Cuando hoy se habla de valores militares —honor, lealtad, valor, sacrificio, palabra dada— se suele dar por hecho que son virtudes intemporales de cualquier ejército. Históricamente no nacieron en el ejército: nacieron en una clase social. El código del guerrero europeo se formó en el seno de la nobleza, como distintivo de estatus de un grupo que no vivía del trabajo productivo sino de la tierra, el mando y la proeza armada. Entender ese origen ayuda a explicar por qué el honor militar sigue estando ligado a gestos, formas y ceremonias, y no solo a la eficacia en combate.
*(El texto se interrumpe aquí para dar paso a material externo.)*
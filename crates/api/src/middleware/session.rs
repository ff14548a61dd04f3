//! Session middleware configuration.
//!
//! Sessions live in `PostgreSQL` (`tower_sessions.session`, created by the
//! first migration) and expire after a week without activity.

use sqlx::PgPool;
use tower_sessions::cookie::{SameSite, time::Duration};
use tower_sessions::{Expiry, SessionManagerLayer};
use tower_sessions_sqlx_store::PostgresStore;

use crate::config::ApiConfig;

/// Session cookie name.
pub const SESSION_COOKIE_NAME: &str = "cf_session";

/// Idle time before a session is dropped.
const IDLE_TIMEOUT_DAYS: i64 = 7;

/// Create the session layer with the `PostgreSQL` store.
///
/// # Arguments
///
/// * `pool` - `PostgreSQL` connection pool
/// * `config` - API configuration (cookies are `Secure` when the public base
///   URL is https)
#[must_use]
pub fn create_session_layer(
    pool: &PgPool,
    config: &ApiConfig,
) -> SessionManagerLayer<PostgresStore> {
    SessionManagerLayer::new(PostgresStore::new(pool.clone()))
        .with_name(SESSION_COOKIE_NAME)
        .with_expiry(Expiry::OnInactivity(Duration::days(IDLE_TIMEOUT_DAYS)))
        .with_secure(config.is_secure())
        .with_same_site(SameSite::Lax)
        .with_http_only(true)
        .with_path("/")
}
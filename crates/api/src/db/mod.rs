//! Database operations for the `contentforge` schema.
//!
//! # Tables
//!
//! - `user` - Accounts (email + Argon2 password hash)
//! - `website` - Website profiles, sitemap index and business analysis
//! - `content` - Generated articles and pages
//! - `platform_config` - Shopify / WordPress / Search Console connections
//! - `pending_product_description` - Product copy awaiting review
//! - `published_product` - Descriptions written to Shopify (revert history)
//! - `tower_sessions.session` - Session storage
//!
//! Every record other than `user` hangs off a website, and every website
//! belongs to exactly one user. Repository methods that take a `UserId` scope
//! their query through that chain, so a foreign record reads as missing.
//!
//! Schema changes live in `crates/api/migrations/` and are applied with
//! `cf-cli migrate`.

pub mod contents;
pub mod platforms;
pub mod product_descriptions;
pub mod users;
pub mod websites;

use std::time::Duration;

use secrecy::ExposeSecret;
use sqlx::PgPool;
use sqlx::postgres::PgPoolOptions;
use thiserror::Error;

pub use contents::ContentRepository;
pub use platforms::PlatformConfigRepository;
pub use product_descriptions::ProductDescriptionRepository;
pub use users::UserRepository;
pub use websites::WebsiteRepository;

const MAX_CONNECTIONS: u32 = 10;

#[derive(Debug, Error)]
pub enum RepositoryError {
    #[error("database error: {0}")]
    Database(#[from] sqlx::Error),

    /// A stored value no longer parses (e.g. a JSONB column).
    #[error("stored data is invalid: {0}")]
    DataCorruption(String),

    /// Missing, or owned by another user.
    #[error("not found")]
    NotFound,

    #[error("{0}")]
    Conflict(String),
}

/// Map unique violations to `Conflict`, everything else to `Database`.
pub(crate) fn conflict_on_unique(e: sqlx::Error, what: &str) -> RepositoryError {
    if let sqlx::Error::Database(ref db_err) = e
        && db_err.is_unique_violation()
    {
        return RepositoryError::Conflict(format!("{what} already exists"));
    }
    RepositoryError::Database(e)
}

/// Connect the shared pool.
///
/// # Errors
///
/// Returns `sqlx::Error` if no connection can be opened.
pub async fn create_pool(database_url: &secrecy::SecretString) -> Result<PgPool, sqlx::Error> {
    // Generation requests hold a connection only around their writes
    PgPoolOptions::new()
        .max_connections(MAX_CONNECTIONS)
        .min_connections(1)
        .acquire_timeout(Duration::from_secs(5))
        .connect(database_url.expose_secret())
        .await
}
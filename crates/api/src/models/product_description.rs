//! Product description review queue and publish history.

use chrono::{DateTime, Utc};
use serde::Serialize;

use contentforge_core::{DescriptionStatus, PendingDescriptionId, PublishedProductId, WebsiteId};

/// A generated product description awaiting review.
#[derive(Debug, Clone, Serialize, sqlx::FromRow)]
pub struct PendingProductDescription {
    pub id: PendingDescriptionId,
    pub website_id: WebsiteId,
    /// Shopify product GID (`gid://shopify/Product/123`).
    pub product_id: String,
    pub product_title: String,
    /// Description on Shopify when generation ran.
    pub original_html: String,
    pub generated_html: String,
    pub status: DescriptionStatus,
    /// Last generation failure, if any.
    pub error: Option<String>,
    pub created_at: DateTime<Utc>,
    pub updated_at: DateTime<Utc>,
}

/// A description written to Shopify, kept for revert.
#[derive(Debug, Clone, Serialize, sqlx::FromRow)]
pub struct PublishedProduct {
    pub id: PublishedProductId,
    pub website_id: WebsiteId,
    pub product_id: String,
    pub product_title: String,
    pub previous_html: String,
    pub published_html: String,
    pub published_at: DateTime<Utc>,
    pub reverted_at: Option<DateTime<Utc>>,
}
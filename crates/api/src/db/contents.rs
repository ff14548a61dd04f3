//! Content repository.

use sqlx::PgPool;

use contentforge_core::{ContentId, ContentStatus, Platform, UserId, WebsiteId};

use super::RepositoryError;
use crate::models::{Content, ContentUpdate, NewContent};

/// Where a content item was published.
#[derive(Debug, Clone)]
pub struct PublishTarget {
    pub platform: Platform,
    pub external_id: String,
    pub external_url: Option<String>,
}

/// Repository for content items.
pub struct ContentRepository<'a> {
    pool: &'a PgPool,
}

impl<'a> ContentRepository<'a> {
    /// Create a new content repository.
    #[must_use]
    pub const fn new(pool: &'a PgPool) -> Self {
        Self { pool }
    }

    /// List a website's contents, newest first, optionally by status.
    ///
    /// # Errors
    ///
    /// Returns `RepositoryError::Database` if the query fails.
    pub async fn list_for_website(
        &self,
        website_id: WebsiteId,
        status: Option<ContentStatus>,
    ) -> Result<Vec<Content>, RepositoryError> {
        let contents = sqlx::query_as::<_, Content>(
            r"
            SELECT * FROM contentforge.content
            WHERE website_id = $1 AND ($2::contentforge.content_status IS NULL OR status = $2)
            ORDER BY created_at DESC, id DESC
            ",
        )
        .bind(website_id)
        .bind(status)
        .fetch_all(self.pool)
        .await?;

        Ok(contents)
    }

    /// Get a content item whose website belongs to `user_id`.
    ///
    /// # Errors
    ///
    /// Returns `RepositoryError::NotFound` if missing or foreign.
    pub async fn get(&self, user_id: UserId, id: ContentId) -> Result<Content, RepositoryError> {
        sqlx::query_as::<_, Content>(
            r"
            SELECT c.* FROM contentforge.content c
            JOIN contentforge.website w ON w.id = c.website_id
            WHERE c.id = $1 AND w.user_id = $2
            ",
        )
        .bind(id)
        .bind(user_id)
        .fetch_optional(self.pool)
        .await?
        .ok_or(RepositoryError::NotFound)
    }

    /// Insert a draft.
    ///
    /// # Errors
    ///
    /// Returns `RepositoryError::Database` if the insert fails.
    pub async fn create(&self, new: &NewContent) -> Result<Content, RepositoryError> {
        let content = sqlx::query_as::<_, Content>(
            r"
            INSERT INTO contentforge.content
                (website_id, kind, title, keywords, body_markdown, body_html)
            VALUES ($1, $2, $3, $4, $5, $6)
            RETURNING *
            ",
        )
        .bind(new.website_id)
        .bind(new.kind)
        .bind(&new.title)
        .bind(&new.keywords)
        .bind(&new.body_markdown)
        .bind(&new.body_html)
        .fetch_one(self.pool)
        .await?;

        Ok(content)
    }

    /// Apply a partial update.
    ///
    /// `body_html` must be the rendering of `update.body_markdown` and is
    /// only written together with it.
    ///
    /// # Errors
    ///
    /// Returns `RepositoryError::NotFound` if the content does not exist.
    pub async fn update(
        &self,
        id: ContentId,
        update: &ContentUpdate,
        body_html: Option<&str>,
    ) -> Result<Content, RepositoryError> {
        sqlx::query_as::<_, Content>(
            r"
            UPDATE contentforge.content SET
                title = COALESCE($2, title),
                keywords = COALESCE($3, keywords),
                body_markdown = COALESCE($4, body_markdown),
                body_html = COALESCE($5, body_html),
                meta_title = COALESCE($6, meta_title),
                meta_description = COALESCE($7, meta_description),
                status = COALESCE($8, status),
                updated_at = NOW()
            WHERE id = $1
            RETURNING *
            ",
        )
        .bind(id)
        .bind(&update.title)
        .bind(&update.keywords)
        .bind(&update.body_markdown)
        .bind(body_html)
        .bind(&update.meta_title)
        .bind(&update.meta_description)
        .bind(update.status)
        .fetch_optional(self.pool)
        .await?
        .ok_or(RepositoryError::NotFound)
    }

    /// Record a successful publish.
    ///
    /// # Errors
    ///
    /// Returns `RepositoryError::NotFound` if the content does not exist.
    pub async fn mark_published(
        &self,
        id: ContentId,
        target: &PublishTarget,
    ) -> Result<Content, RepositoryError> {
        sqlx::query_as::<_, Content>(
            r"
            UPDATE contentforge.content SET
                status = 'published',
                platform = $2,
                external_id = $3,
                external_url = $4,
                published_at = NOW(),
                updated_at = NOW()
            WHERE id = $1
            RETURNING *
            ",
        )
        .bind(id)
        .bind(target.platform)
        .bind(&target.external_id)
        .bind(&target.external_url)
        .fetch_optional(self.pool)
        .await?
        .ok_or(RepositoryError::NotFound)
    }

    /// Delete a content item.
    ///
    /// # Errors
    ///
    /// Returns `RepositoryError::NotFound` if the content does not exist.
    pub async fn delete(&self, id: ContentId) -> Result<(), RepositoryError> {
        let result = sqlx::query("DELETE FROM contentforge.content WHERE id = $1")
            .bind(id)
            .execute(self.pool)
            .await?;

        if result.rows_affected() == 0 {
            return Err(RepositoryError::NotFound);
        }
        Ok(())
    }
}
Esta guía reconstruye ese origen apoyándose en teóricos —Thorstein Veblen para la lógica social del honor, Maurice Keen y Johan Huizinga para el código caballeresco formal— y distingue con cuidado lo que las fuentes documentan de lo que pertenece al terreno del mito.
Veblen: la proeza guerrera como prestigio y el desprecio del trabajo
En The Theory of the Leisure Class (1899), el economista y sociólogo Thorstein Veblen propuso una explicación incómoda del honor aristocrático. Según su análisis, en las sociedades que él llama «bárbaras depredadoras» el prestigio no procede de producir, sino de apropiarse: la caza mayor, el botín, la guerra. El trabajo útil queda marcado como indigno porque implica sometimiento a la necesidad; la hazaña armada, en cambio, demuestra fuerza y libertad respecto a esa necesidad.
De ahí deriva Veblen dos rasgos que reconocemos en la nobleza europea. El primero es el «ocio ostensible»: la exhibición de una vida sin trabajo remunerado como prueba de rango, con las armas, el caballo, la caza y el torneo como ocupaciones honorables. El segundo es la conversión de la violencia en signo de mérito personal: el trofeo —el prisionero, el estandarte capturado, el título ganado en batalla— vale como prueba visible de proeza.
El planteamiento de Veblen es una interpretación teórica de finales del siglo XIX, no una descripción documental de la Edad Media, y la antropología posterior ha discutido su esquema evolutivo. Su valor sigue siendo analítico: explica por qué el honor guerrero funciona como capital social y por qué su pérdida —la deshonra— se vive como una pérdida de posición, no solo como un problema moral.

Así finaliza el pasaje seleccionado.